01 - Combine blueberries, balsamic vinegar, honey, lemon juice, Dijon mustard, salt, and pepper in small saucepan. Bring to simmer over medium heat, stirring occasionally, until blueberries burst and sauce thickens, about 8-10 minutes. Mash berries gently with spoon. Remove from heat and strain if smoother glaze is desired. Set aside.
02 - Preheat oven to 400°F. Pat salmon fillets dry and season both sides with salt and pepper. Heat olive oil in oven-safe skillet over medium-high heat. Sear salmon fillets flesh side down for 2-3 minutes until golden.
03 - Flip fillets, brush generously with blueberry glaze, and transfer skillet to oven. Bake for 8-10 minutes until salmon flakes easily with fork.

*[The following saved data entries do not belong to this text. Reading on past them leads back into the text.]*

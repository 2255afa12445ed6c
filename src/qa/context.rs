//! Context assembly: renders ranked passages into the bounded text block
//! sent to the completion service, and the source-metadata table shown to
//! callers and rated by the reliability evaluator.

use serde_json::Value;

use crate::retrieval::RetrievedPassage;

#[derive(Debug, Clone)]
pub struct ContextAssembler {
    passage_char_limit: usize,
    preview_char_limit: usize,
}

impl Default for ContextAssembler {
    fn default() -> Self {
        Self {
            passage_char_limit: 500,
            preview_char_limit: 300,
        }
    }
}

impl ContextAssembler {
    pub fn new(passage_char_limit: usize, preview_char_limit: usize) -> Self {
        Self {
            passage_char_limit,
            preview_char_limit,
        }
    }

    pub fn from_config(config: &Value) -> Self {
        let defaults = Self::default();
        let passage_char_limit = config
            .get("context")
            .and_then(|v| v.get("passage_char_limit"))
            .and_then(|v| v.as_u64())
            .map(|v| v as usize)
            .unwrap_or(defaults.passage_char_limit);
        let preview_char_limit = config
            .get("context")
            .and_then(|v| v.get("preview_char_limit"))
            .and_then(|v| v.as_u64())
            .map(|v| v as usize)
            .unwrap_or(defaults.preview_char_limit);
        Self::new(passage_char_limit, preview_char_limit)
    }

    /// One block per passage: a provenance line (`key: value` pairs joined
    /// with " | ", insertion order) above the passage text truncated to the
    /// per-passage cap. Blocks join with a blank line. Ordering is the
    /// caller's; nothing is reordered here.
    pub fn assemble(&self, passages: &[RetrievedPassage]) -> String {
        passages
            .iter()
            .map(|passage| {
                let provenance_line = passage
                    .provenance
                    .iter()
                    .map(|(key, value)| format!("{key}: {value}"))
                    .collect::<Vec<_>>()
                    .join(" | ");
                format!(
                    "{provenance_line}\n{}",
                    truncate_chars(&passage.text, self.passage_char_limit)
                )
            })
            .collect::<Vec<_>>()
            .join("\n\n")
    }

    /// Source table for display and reliability rating: one row per
    /// passage with the original UI's columns and placeholders.
    pub fn render_source_table(&self, passages: &[RetrievedPassage]) -> String {
        passages
            .iter()
            .map(|passage| {
                let title = passage.provenance.get("title").unwrap_or("Unknown");
                let source = passage.provenance.source().unwrap_or("Unknown");
                let page = passage.provenance.get("page").unwrap_or("N/A");
                let url = passage.provenance.get("url").unwrap_or("N/A");
                let preview = truncate_chars(&passage.text, self.preview_char_limit);
                format!(
                    "Title: {title} | Source: {source} | Page: {page} | Page Content: {preview}... | URL: {url}"
                )
            })
            .collect::<Vec<_>>()
            .join("\n")
    }
}

/// Truncate to at most `limit` chars without splitting a UTF-8 scalar.
fn truncate_chars(text: &str, limit: usize) -> String {
    text.chars().take(limit).collect()
}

04 - Bring vegetable broth and olive oil to boil in medium saucepan. Stir in couscous, cover, and remove from heat. Let sit for 5 minutes. Fluff couscous with fork and stir in lemon zest, lemon juice, parsley, dill, salt, and pepper.
05 - Divide couscous among plates. Top each serving with glazed salmon fillet. Spoon additional blueberry glaze over salmon if desired. Garnish with extra herbs and lemon wedges.